Com o choque de oferta pela guerra e pelo bloqueio chinês e a inflação não dando sinais de abrandamento, restou uma saída para os bancos centrais: apertar ainda mais a política monetária. No início de maio, o Fed adotou um tom mais agressivo e elevou suas taxas a um ritmo de 0,5 ponto e ainda estabeleceu que iniciaria o o enxugamento de seu balanço patrimonial no início de junho (o chamado “Quantitative Tightening”, ou QT). Enquanto isso, na Europa o BCE encurtava o prazo para o fim de seu programa de compras de ativos. Com indicação de menor liquidez e mais altas nos juros, as bolsas seguiam penalizadas.

Pouco mais de um mês depois, em junho, a autoridade monetária americana voltou a elevar seu tom. O CPI do mês de maio tinha mantido sua aceleração e assustou os investidores. Ao lado disso, as expectativas do consumidor para a inflação de longo prazo crescia, enquanto sua confiança caía para o nível mais baixo da história, como mostrou a prévia do indicador de junho da Universidade de Michigan. A equação de números fortes resultou em uma alta de 0,75 ponto percentual no encontro do Fomc do mês de junho.

Europa busca fim dos juros negativos

No outro lado do Atlântico, o BCE estabelecia em sua reunião que no mês seguinte daria seu primeiro passo em rumo ao aumento dos juros, em ritmo de 0,25 ponto – na primeira elevação desde 2011. A Suíça, que também não mexia em suas taxas desde 2007, se antecipou e surpreendeu ao elevar os juros em 0,5 ponto para -0,25%, em busca da saída do território negativo.

Quem ganhou, quem perdeu

Diante de aperto monetário e inflação alta surgiram receios de estagflação e recessão.
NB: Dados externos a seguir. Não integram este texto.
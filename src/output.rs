//! Result types for a filing batch.
//!
//! Every uploaded file gets exactly one [`FileReport`], in upload order,
//! whether it was filed or not. Everything here is `Serialize` so the CLI's
//! `--json` mode can print a [`BatchReport`] directly.

use crate::error::FileError;
use serde::{Deserialize, Serialize};
use std::collections::BTreeMap;
use std::path::PathBuf;

/// What happened to one uploaded certificate.
#[derive(Debug, Clone, PartialEq, Eq, Serialize, Deserialize)]
#[serde(tag = "status", rename_all = "snake_case")]
pub enum FileOutcome {
    /// Written under `<output_dir>/<company>/`.
    Filed { company: String, path: PathBuf },
    /// Not written; the batch carried on.
    Failed { error: FileError },
}

/// Wall-clock time spent in each stage, in milliseconds.
///
/// Stages that never ran (because an earlier one failed) stay at zero.
#[derive(Debug, Clone, Copy, Default, PartialEq, Eq, Serialize, Deserialize)]
pub struct StageTimings {
    /// Validation, rasterising and image encoding.
    pub render_ms: u64,
    /// Classifier call and answer parsing.
    pub classify_ms: u64,
    /// Folder creation and file write.
    pub store_ms: u64,
    pub total_ms: u64,
}

/// Report for one uploaded certificate.
#[derive(Debug, Clone, PartialEq, Eq, Serialize, Deserialize)]
pub struct FileReport {
    /// Upload name as given by the user.
    pub file_name: String,
    pub outcome: FileOutcome,
    pub timings: StageTimings,
}

impl FileReport {
    pub fn is_filed(&self) -> bool {
        matches!(self.outcome, FileOutcome::Filed { .. })
    }

    pub fn company(&self) -> Option<&str> {
        match &self.outcome {
            FileOutcome::Filed { company, .. } => Some(company),
            FileOutcome::Failed { .. } => None,
        }
    }

    pub fn stored_path(&self) -> Option<&PathBuf> {
        match &self.outcome {
            FileOutcome::Filed { path, .. } => Some(path),
            FileOutcome::Failed { .. } => None,
        }
    }

    pub fn error(&self) -> Option<&FileError> {
        match &self.outcome {
            FileOutcome::Filed { .. } => None,
            FileOutcome::Failed { error } => Some(error),
        }
    }
}

/// Aggregate numbers for a batch.
#[derive(Debug, Clone, Default, PartialEq, Serialize, Deserialize)]
pub struct BatchStats {
    pub total_files: usize,
    pub filed: usize,
    pub failed: usize,
    /// Wall-clock time for the whole batch.
    pub total_duration_ms: u64,
    /// Per-stage averages over filed certificates only.
    pub avg_render_ms: f64,
    pub avg_classify_ms: f64,
    pub avg_store_ms: f64,
    pub avg_total_ms: f64,
}

impl BatchStats {
    /// Fraction of files filed, 0.0–1.0. An empty batch counts as 0.
    pub fn success_rate(&self) -> f64 {
        if self.total_files == 0 {
            0.0
        } else {
            self.filed as f64 / self.total_files as f64
        }
    }

    /// Name of the slowest stage on average, if anything was filed.
    pub fn slowest_stage(&self) -> Option<&'static str> {
        if self.filed == 0 {
            return None;
        }
        [
            ("render", self.avg_render_ms),
            ("classify", self.avg_classify_ms),
            ("store", self.avg_store_ms),
        ]
        .into_iter()
        .max_by(|a, b| a.1.total_cmp(&b.1))
        .map(|(name, _)| name)
    }
}

/// Outcome of a whole batch.
#[derive(Debug, Clone, Default, PartialEq, Serialize, Deserialize)]
pub struct BatchReport {
    /// One entry per upload, in upload order.
    pub files: Vec<FileReport>,
    pub stats: BatchStats,
}

impl BatchReport {
    /// Build a report and its statistics from per-file reports.
    pub fn from_files(files: Vec<FileReport>, total_duration_ms: u64) -> Self {
        let filed: Vec<&FileReport> = files.iter().filter(|f| f.is_filed()).collect();
        let avg = |pick: fn(&StageTimings) -> u64| -> f64 {
            if filed.is_empty() {
                0.0
            } else {
                filed.iter().map(|f| pick(&f.timings) as f64).sum::<f64>() / filed.len() as f64
            }
        };

        let stats = BatchStats {
            total_files: files.len(),
            filed: filed.len(),
            failed: files.len() - filed.len(),
            total_duration_ms,
            avg_render_ms: avg(|t| t.render_ms),
            avg_classify_ms: avg(|t| t.classify_ms),
            avg_store_ms: avg(|t| t.store_ms),
            avg_total_ms: avg(|t| t.total_ms),
        };

        Self { files, stats }
    }

    /// Filed certificates grouped by company, companies sorted by name.
    pub fn by_company(&self) -> BTreeMap<&str, Vec<&FileReport>> {
        let mut groups: BTreeMap<&str, Vec<&FileReport>> = BTreeMap::new();
        for report in &self.files {
            if let Some(company) = report.company() {
                groups.entry(company).or_default().push(report);
            }
        }
        groups
    }

    /// Failed uploads, in upload order.
    pub fn failures(&self) -> impl Iterator<Item = &FileReport> {
        self.files.iter().filter(|f| !f.is_filed())
    }
}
Com isso também veio o saldo das bolsas no fim do semestre: Em Wall Street, Nasdaq acumulou perda de 29,5% no primeiro semestre, enquanto o S&P 500 perdeu 20,5% e o Dow Jones retraiu 15,3%. Dos onze índices setoriais do S&P 500, apenas um registrou ganhos: o de energia, ao subir 29,2%. Empresas do segmento viram suas ações decolarem: Exxon Mobil acumulou ganhos de 39,96%, enquanto a Chevron subiu 23,3%.
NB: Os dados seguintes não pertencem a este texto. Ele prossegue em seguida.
//! Prompts for VLM-based certificate classification.
//!
//! Every prompt lives here so the wording can change without touching the
//! retry or parsing logic in [`crate::pipeline::classify`]. Callers can
//! override the default via [`crate::config::FilingConfig::prompt`].

/// Answer the model is told to give when it cannot find an issuer.
///
/// [`crate::pipeline::classify::parse_company_name`] treats it as a failed
/// classification rather than a company called "Unknown_Company".
pub const UNKNOWN_COMPANY: &str = "Unknown_Company";

/// Default instruction sent alongside the first page of each certificate.
pub const DEFAULT_CLASSIFY_PROMPT: &str = r#"Analyze this certificate image carefully and extract ONLY the company or organization name that issued this certificate.

Instructions:
1. Look for the PRIMARY company name that appears as the issuer or provider of the certificate
2. This is usually at the top of the certificate or in a prominent position
3. Return ONLY the company name, no additional text or explanations
4. If multiple company names appear, choose the main issuer (not partners or sponsors)
5. Remove common business suffixes like Inc., LLC, Ltd., Corp., Corporation, Company
6. If no clear company name is found, return "Unknown_Company"

Where to look, by certificate type:
- Training certificates: the training provider or platform
- Professional certifications: the certifying organization
- Course completion: the educational institution or platform
- Achievement certificates: the awarding organization

Examples:
- "Google LLC Certificate of Completion" → Google
- "Microsoft Corporation Training Certificate" → Microsoft
- "Amazon Web Services Certification" → Amazon Web Services
- "edX Verified Certificate" → edX
- "LinkedIn Learning Certificate" → LinkedIn Learning

Extract the company name:"#;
Na lanterna, o setor de consumo discricionário perdeu 34,2%. Ações peso pesado do segmento foram bastante penalizadas: ambas Amazon e Tesla caíram 36,2%. Empresas deste grupo, mas pertencente ao setor de turismo, sofreram ainda mais: as ações da companhia de cruzeiro Royal Caribbean caíram 54,6%, enquanto a rede de cassino e hotéis Caesars Entertainment perdeu 59,0%.
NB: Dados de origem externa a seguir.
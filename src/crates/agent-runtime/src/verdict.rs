//! Structured verdict types, one per agent type, plus the common envelope
//! every agent wraps its verdict in.

use serde::{Deserialize, Serialize};
use serde_json::Value;

/// Fields every verdict carries regardless of agent type.
#[derive(Debug, Clone, Serialize, Deserialize)]
pub struct VerdictEnvelope {
    pub agent_id: String,
    pub confidence_score: f64,
    pub reasoning: String,
    /// Set when the primary (model-delegating) path failed and the
    /// deterministic fallback produced this verdict instead.
    #[serde(default)]
    pub fallback_mode: bool,
}

#[derive(Debug, Clone, Serialize, Deserialize)]
pub struct ValidatorVerdict {
    #[serde(flatten)]
    pub envelope: VerdictEnvelope,
    pub is_valid: bool,
    pub errors: Vec<String>,
    pub warnings: Vec<String>,
    pub suggestions: Vec<String>,
}

#[derive(Debug, Clone, Serialize, Deserialize)]
pub struct DependencyVerdict {
    #[serde(flatten)]
    pub envelope: VerdictEnvelope,
    pub is_valid: bool,
    pub circular_dependencies: Vec<spec_graph::algorithms::CircularDependency>,
    pub resolution_suggestions: Vec<String>,
}

#[derive(Debug, Clone, Serialize, Deserialize)]
pub struct MutationStep {
    pub step_id: String,
    pub operation: String,
    pub target: String,
    pub content: Value,
    pub dependencies: Vec<String>,
    pub rationale: String,
}

#[derive(Debug, Clone, Serialize, Deserialize)]
pub struct MutationPlan {
    pub plan_id: String,
    pub description: String,
    pub steps: Vec<MutationStep>,
    pub estimated_impact: String,
    pub rollback_plan: Vec<MutationStep>,
}

#[derive(Debug, Clone, Serialize, Deserialize)]
pub struct MutationVerdict {
    #[serde(flatten)]
    pub envelope: VerdictEnvelope,
    pub success: bool,
    pub mutation_plan: Option<MutationPlan>,
    pub alternatives: Vec<MutationPlan>,
    pub feasibility_score: f64,
    pub complexity_score: f64,
    pub risk_factors: Vec<String>,
    pub prerequisites: Vec<String>,
    pub validation_criteria: Vec<String>,
}

#[derive(Debug, Clone, Serialize, Deserialize)]
pub struct ImpactVerdict {
    #[serde(flatten)]
    pub envelope: VerdictEnvelope,
    pub affected_node_ids: Vec<String>,
    pub impact_ratio: f64,
    pub severity: String,
    pub recommendations: Vec<String>,
}

#[derive(Debug, Clone, Serialize, Deserialize)]
pub struct SemanticMatchResult {
    pub node_id: String,
    pub score: f32,
}

#[derive(Debug, Clone, Serialize, Deserialize)]
pub struct SemanticVerdict {
    #[serde(flatten)]
    pub envelope: VerdictEnvelope,
    pub matches: Vec<SemanticMatchResult>,
}

#[derive(Debug, Clone, Serialize, Deserialize)]
pub struct ResolutionStrategy {
    pub strategy_type: String,
    pub description: String,
    pub confidence: f64,
}

#[derive(Debug, Clone, Serialize, Deserialize)]
pub struct ConflictVerdict {
    #[serde(flatten)]
    pub envelope: VerdictEnvelope,
    pub conflict_type: String,
    pub auto_resolvable: bool,
    pub strategies: Vec<ResolutionStrategy>,
    pub recommended_strategy: Option<String>,
}

/// Any of the per-agent-type verdicts, for callers (the orchestrator's
/// aggregation step) that need to hold a task's result without knowing its
/// concrete agent type ahead of time.
#[derive(Debug, Clone, Serialize, Deserialize)]
#[serde(tag = "verdict_type", rename_all = "snake_case")]
pub enum Verdict {
    Validator(ValidatorVerdict),
    Dependency(DependencyVerdict),
    Mutation(MutationVerdict),
    Impact(ImpactVerdict),
    Semantic(SemanticVerdict),
    Conflict(ConflictVerdict),
}

impl Verdict {
    pub fn envelope(&self) -> &VerdictEnvelope {
        match self {
            Verdict::Validator(v) => &v.envelope,
            Verdict::Dependency(v) => &v.envelope,
            Verdict::Mutation(v) => &v.envelope,
            Verdict::Impact(v) => &v.envelope,
            Verdict::Semantic(v) => &v.envelope,
            Verdict::Conflict(v) => &v.envelope,
        }
    }

    pub fn confidence_score(&self) -> f64 {
        self.envelope().confidence_score
    }

    pub fn is_fallback(&self) -> bool {
        self.envelope().fallback_mode
    }

    /// Whether this verdict, on its own, blocks auto-apply: an invalid
    /// validator verdict or a critical circular dependency.
    pub fn blocks_auto_apply(&self) -> bool {
        match self {
            Verdict::Validator(v) => !v.is_valid,
            Verdict::Dependency(v) => {
                !v.is_valid
                    || v.circular_dependencies
                        .iter()
                        .any(|c| c.severity == "high")
            }
            _ => false,
        }
    }
}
Na Europa, a bolsa alemã acumulou perdas de 19,5%, enquanto a francesa caiu 17,2%. Destoando, em Londres, o índice acionário FTSE 100 recuou apenas 2,92%. Isso devido à composição da referência britânica, mais exposta a commodities, como o petróleo. As ações da British Petroleum (BP), por exemplo, subiram 17,49% no período, enquanto as da Shell cresceram 30,8%.

Por Arthur Cagliari e Daniel Gateno, do Valor Econômico, São Paulo.